Addictive Design
Interface patterns and features intentionally designed to maximize user engagement and time spent on a platform, often at the expense of user wellbeing. Examples include infinite scroll, autoplay, streak mechanics, and variable-ratio reinforcement (like pull-to-refresh). Several child safety laws now specifically target addictive design features when applied to minor users.
Age Assurance
An umbrella term encompassing all methods used to determine or estimate a user's age, including age verification, age estimation, and self-declaration. Age assurance measures may range from simple date-of-birth entry to document-based verification or AI-powered facial analysis. Regulators increasingly require some form of age assurance for platforms accessible to children.
Age Estimation
Technology that estimates a user's age range without requiring them to provide identity documents. Common methods include facial age analysis using AI, behavioral analysis, and device-level signals.
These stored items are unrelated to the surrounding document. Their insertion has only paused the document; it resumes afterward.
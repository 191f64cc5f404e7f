//! Per-job state machine.
//!
//! ```text
//!            queue empty                 Auto
//!   Bidding ────────────▶ Refilling ─────────────▶ Bidding
//!      │                      │ Manual
//!      ▼                      ▼
//!   Training{0..N} ──▶ Proving ──▶ Settling ──▶ Bidding (next job)
//!      ▲   │ paused                         AwaitingContinue ──continue──▶ Bidding
//!      └───┘ (no step counted)
//! ```
//!
//! [`JobMachine::advance`] performs the work of the current stage, moves to
//! the next one, and returns a [`Transition`] carrying the events produced
//! and how the driver should wait before calling `advance` again.

use std::time::Duration;

use rand::rngs::StdRng;
use rand::SeedableRng;
use swarm_core::catalog::{self, DeviceProfile, JobDescriptor};
use swarm_core::error::CoreError;
use swarm_core::log::LogCategory;
use swarm_core::reward::settled_reward;
use swarm_core::session::{SessionSnapshot, SessionState};
use swarm_core::sound::SoundCue;
use swarm_core::training::{illustrative_accuracy, SyntheticModel, TRAINING_STEPS};
use swarm_events::{NodeEventKind, RunId, StageKind};

use crate::config::{PipelineConfig, RefillPolicy};

// ---------------------------------------------------------------------------
// Stage / Next / Transition
// ---------------------------------------------------------------------------

/// The stage whose work the next [`JobMachine::advance`] call will perform.
#[derive(Debug, Clone, Copy, PartialEq, Eq)]
pub enum Stage {
    /// No run active.
    Idle,
    Bidding,
    Training { completed: u32 },
    Proving,
    Settling,
    Refilling,
    AwaitingContinue,
}

/// How the driver should wait before the next transition.
#[derive(Debug, Clone, Copy, PartialEq, Eq)]
pub enum Next {
    After(Duration),
    /// Training is paused; wait for the pause flag to clear.
    WaitForResume,
    /// Manual refill policy; wait for an explicit continue.
    WaitForContinue,
    /// Nothing left to drive.
    Halt,
}

#[derive(Debug, Clone, PartialEq)]
pub struct Transition {
    pub next: Next,
    pub events: Vec<NodeEventKind>,
}

impl Transition {
    fn new(next: Next) -> Self {
        Self {
            next,
            events: Vec::new(),
        }
    }
}

// ---------------------------------------------------------------------------
// JobMachine
// ---------------------------------------------------------------------------

pub struct JobMachine {
    config: PipelineConfig,
    session: SessionState,
    stage: Stage,
    run_id: RunId,
    model: Option<SyntheticModel>,
    rng: StdRng,
}

impl JobMachine {
    pub fn new(config: PipelineConfig, session: SessionState) -> Self {
        Self::with_rng(config, session, StdRng::from_os_rng())
    }

    /// Deterministic randomness for tests.
    pub fn with_rng(config: PipelineConfig, session: SessionState, rng: StdRng) -> Self {
        Self {
            config,
            session,
            stage: Stage::Idle,
            run_id: 0,
            model: None,
            rng,
        }
    }

    pub fn stage(&self) -> Stage {
        self.stage
    }

    pub fn run_id(&self) -> RunId {
        self.run_id
    }

    pub fn session(&self) -> &SessionState {
        &self.session
    }

    pub fn snapshot(&self) -> SessionSnapshot {
        self.session.snapshot()
    }

    pub fn config(&self) -> &PipelineConfig {
        &self.config
    }

    // -----------------------------------------------------------------------
    // Controls
    // -----------------------------------------------------------------------

    pub fn select_device(&mut self, device: DeviceProfile) -> Result<(), CoreError> {
        self.session.select_device(device)
    }

    /// Reset the session and begin bidding on the job at index 0.
    pub fn start(&mut self, run_id: RunId) -> Vec<NodeEventKind> {
        self.run_id = run_id;
        self.session.reset_for_run();
        self.stage = Stage::Bidding;
        self.model = None;

        let device = *self.session.device();
        let mut events = vec![NodeEventKind::RunStarted { device }];
        self.log(
            &mut events,
            format!(
                "Joined swarm on {} ({} W, {} speed)",
                device.name, device.power_draw_watts, device.speed
            ),
            LogCategory::Info,
        );
        events
    }

    pub fn toggle_pause(&mut self) -> Result<(bool, Vec<NodeEventKind>), CoreError> {
        let before = self.session.log().len();
        let paused = self.session.toggle_pause()?;
        let mut events = vec![NodeEventKind::PauseToggled { paused }];
        events.extend(self.session.log()[before..].iter().map(|entry| NodeEventKind::Log {
            entry: entry.clone(),
        }));
        Ok((paused, events))
    }

    /// Leave [`Stage::AwaitingContinue`] and resume bidding.
    pub fn continue_queue(&mut self) -> Result<Vec<NodeEventKind>, CoreError> {
        if self.stage != Stage::AwaitingContinue {
            return Err(CoreError::NotAwaitingContinue);
        }
        self.stage = Stage::Bidding;
        let mut events = Vec::new();
        self.log(&mut events, "Resuming job queue", LogCategory::Info);
        Ok(events)
    }

    /// End the run. Pending transitions become no-ops.
    pub fn stop(&mut self) {
        self.stage = Stage::Idle;
        self.model = None;
        self.session.stop();
    }

    pub fn append_log(&mut self, message: impl Into<String>, category: LogCategory) -> NodeEventKind {
        let entry = self.session.append_log(message, category).clone();
        NodeEventKind::Log { entry }
    }

    // -----------------------------------------------------------------------
    // Transitions
    // -----------------------------------------------------------------------

    /// Perform the current stage's work and move to the next stage.
    pub fn advance(&mut self) -> Transition {
        match self.stage {
            Stage::Idle => Transition::new(Next::Halt),
            Stage::Bidding => self.bid(),
            Stage::Training { completed } => self.train(completed),
            Stage::Proving => self.prove(),
            Stage::Settling => self.settle(),
            Stage::Refilling => self.refill(),
            Stage::AwaitingContinue => Transition::new(Next::WaitForContinue),
        }
    }

    fn bid(&mut self) -> Transition {
        let Some(job) = self.session.current_job().copied() else {
            self.stage = Stage::Refilling;
            let mut t = Transition::new(Next::After(self.config.refill_delay));
            t.events.push(self.stage_changed(StageKind::Refilling, None));
            self.log(
                &mut t.events,
                "Job queue empty, requesting more work from the swarm",
                LogCategory::Info,
            );
            return t;
        };

        self.session.set_progress(0);
        self.model = Some(SyntheticModel::new(&mut self.rng));
        self.stage = Stage::Training { completed: 0 };

        let mut t = Transition::new(Next::After(self.config.bid_delay));
        t.events.push(self.stage_changed(StageKind::Bidding, Some(job)));
        self.log(
            &mut t.events,
            format!("Bidding on {} (base reward {})", job.name, job.base_reward),
            LogCategory::Bid,
        );
        t.events.push(NodeEventKind::sound(SoundCue::Bid));
        t.events.push(self.progress_event(0));
        t
    }

    fn train(&mut self, completed: u32) -> Transition {
        if self.session.is_paused() {
            return Transition::new(Next::WaitForResume);
        }

        let mut t = Transition::new(Next::After(
            self.session.device().speed.scale_wait(self.config.step_base),
        ));
        if completed == 0 {
            let job = self.session.current_job().copied();
            t.events.push(self.stage_changed(StageKind::Training, job));
        }

        let model = self
            .model
            .get_or_insert_with(|| SyntheticModel::new(&mut self.rng));
        let loss = model.train_step(&mut self.rng);

        let step = completed + 1;
        let accuracy = illustrative_accuracy(TRAINING_STEPS - step, TRAINING_STEPS);
        self.session.set_progress(step * 100 / TRAINING_STEPS);

        self.log(
            &mut t.events,
            format!(
                "Step {step}/{TRAINING_STEPS} · loss {loss:.4} · accuracy {accuracy:.1}% (illustrative)"
            ),
            LogCategory::Info,
        );
        t.events.push(self.progress_event(step));
        t.events.push(NodeEventKind::sound(SoundCue::Step));

        self.stage = if step >= TRAINING_STEPS {
            Stage::Proving
        } else {
            Stage::Training { completed: step }
        };
        t
    }

    fn prove(&mut self) -> Transition {
        let job = self.session.current_job().copied();
        self.stage = Stage::Settling;

        let mut t = Transition::new(Next::After(self.config.proof_delay));
        t.events.push(self.stage_changed(StageKind::Proving, job));
        self.log(&mut t.events, "Generating proof of work...", LogCategory::Info);
        t.events.push(NodeEventKind::sound(SoundCue::Proof));
        t
    }

    fn settle(&mut self) -> Transition {
        self.stage = Stage::Bidding;
        self.model = None;

        let mut t = Transition::new(Next::After(Duration::ZERO));
        let Some(job) = self.session.current_job().copied() else {
            return t;
        };

        // Reported before `settle` advances the index to the next job.
        t.events.push(self.stage_changed(StageKind::Settled, Some(job)));

        let job_index = self.session.job_index();
        let reward = settled_reward(&job, self.session.device());
        let total = self.session.settle(reward);

        self.log(
            &mut t.events,
            format!("Proof accepted for {}: +{reward} SWARM", job.name),
            LogCategory::Success,
        );
        t.events.push(NodeEventKind::RewardSettled {
            job,
            reward,
            total,
            job_index,
        });
        t.events.push(NodeEventKind::sound(SoundCue::Reward));
        t.events.push(NodeEventKind::Celebration {
            duration_ms: self.config.celebration.as_millis() as u64,
        });
        t.events.push(self.progress_event(0));
        t
    }

    fn refill(&mut self) -> Transition {
        let added = catalog::draw_refill(&mut self.rng);
        self.session.enqueue(added.iter().copied());

        let mut t = Transition::new(Next::After(Duration::ZERO));
        self.log(
            &mut t.events,
            format!("Received {} new job(s) from the swarm", added.len()),
            LogCategory::Info,
        );
        t.events.push(NodeEventKind::QueueRefilled {
            added,
            queue_len: self.session.queue().len(),
        });

        match self.config.refill_policy {
            RefillPolicy::Auto => {
                self.stage = Stage::Bidding;
            }
            RefillPolicy::Manual => {
                self.stage = Stage::AwaitingContinue;
                t.next = Next::WaitForContinue;
                t.events
                    .push(self.stage_changed(StageKind::AwaitingContinue, None));
            }
        }
        t
    }

    // -----------------------------------------------------------------------
    // Helpers
    // -----------------------------------------------------------------------

    fn log(&mut self, events: &mut Vec<NodeEventKind>, message: impl Into<String>, category: LogCategory) {
        events.push(self.append_log(message, category));
    }

    fn stage_changed(&self, stage: StageKind, job: Option<JobDescriptor>) -> NodeEventKind {
        NodeEventKind::StageChanged {
            stage,
            job_index: self.session.job_index(),
            job,
        }
    }

    fn progress_event(&self, step: u32) -> NodeEventKind {
        NodeEventKind::Progress {
            percent: self.session.progress(),
            step,
            total_steps: TRAINING_STEPS,
        }
    }
}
Age estimation provides a privacy-preserving alternative to document-based age verification, though it is less precise and typically determines an age range rather than exact age.
Age Gating
A mechanism that restricts access to content, features, or entire platforms based on a user's age. Age gates can be implemented through self-declaration (entering a date of birth), parental consent flows, or technical verification methods. While simple age gates like date-of-birth fields are easy to bypass, more robust implementations combine multiple signals for higher confidence.
Age Verification
The process of confirming a user's exact age or that they meet a minimum age threshold, typically using identity documents, credit card checks, or government ID databases. Age verification provides higher confidence than age estimation but raises privacy concerns about data collection. Several US states and international jurisdictions now mandate age verification for certain online platforms.
Algorithmic Amplification
The use of recommendation algorithms to promote and increase the visibility of content to users, often prioritizing engagement metrics over user wellbeing. When applied to minor users, algorithmic amplification can surface harmful content including self-harm material, eating disorder content, and extremism. Multiple child safety laws now require platforms to disable or limit algorithmic amplification for minors.
Content Filtering
Automated systems that screen, block, or restrict access to content deemed inappropriate for certain audiences. Content filtering for child safety may operate at the platform level (blocking harmful search results), device level (parental control apps), or network level (ISP-based filters). Modern filtering systems use AI classification models alongside keyword and hash-matching approaches.
Content Moderation
The practice of monitoring and reviewing user-generated content to enforce platform policies and legal requirements. Content moderation combines automated detection systems with human review to identify and act on harmful material such as child sexual abuse material (CSAM), cyberbullying, and age-inappropriate content. Platforms must balance effective moderation with free expression concerns.
Dark Patterns
User interface designs that manipulate users into making choices they would not otherwise make, such as sharing more personal data, disabling privacy settings, or continuing to use a service. In the context of child safety, dark patterns include making privacy controls difficult to find, using confusing language in consent flows, and employing emotional manipulation to prevent account deletion. The EU DSA and California AADC specifically prohibit dark patterns targeting minors.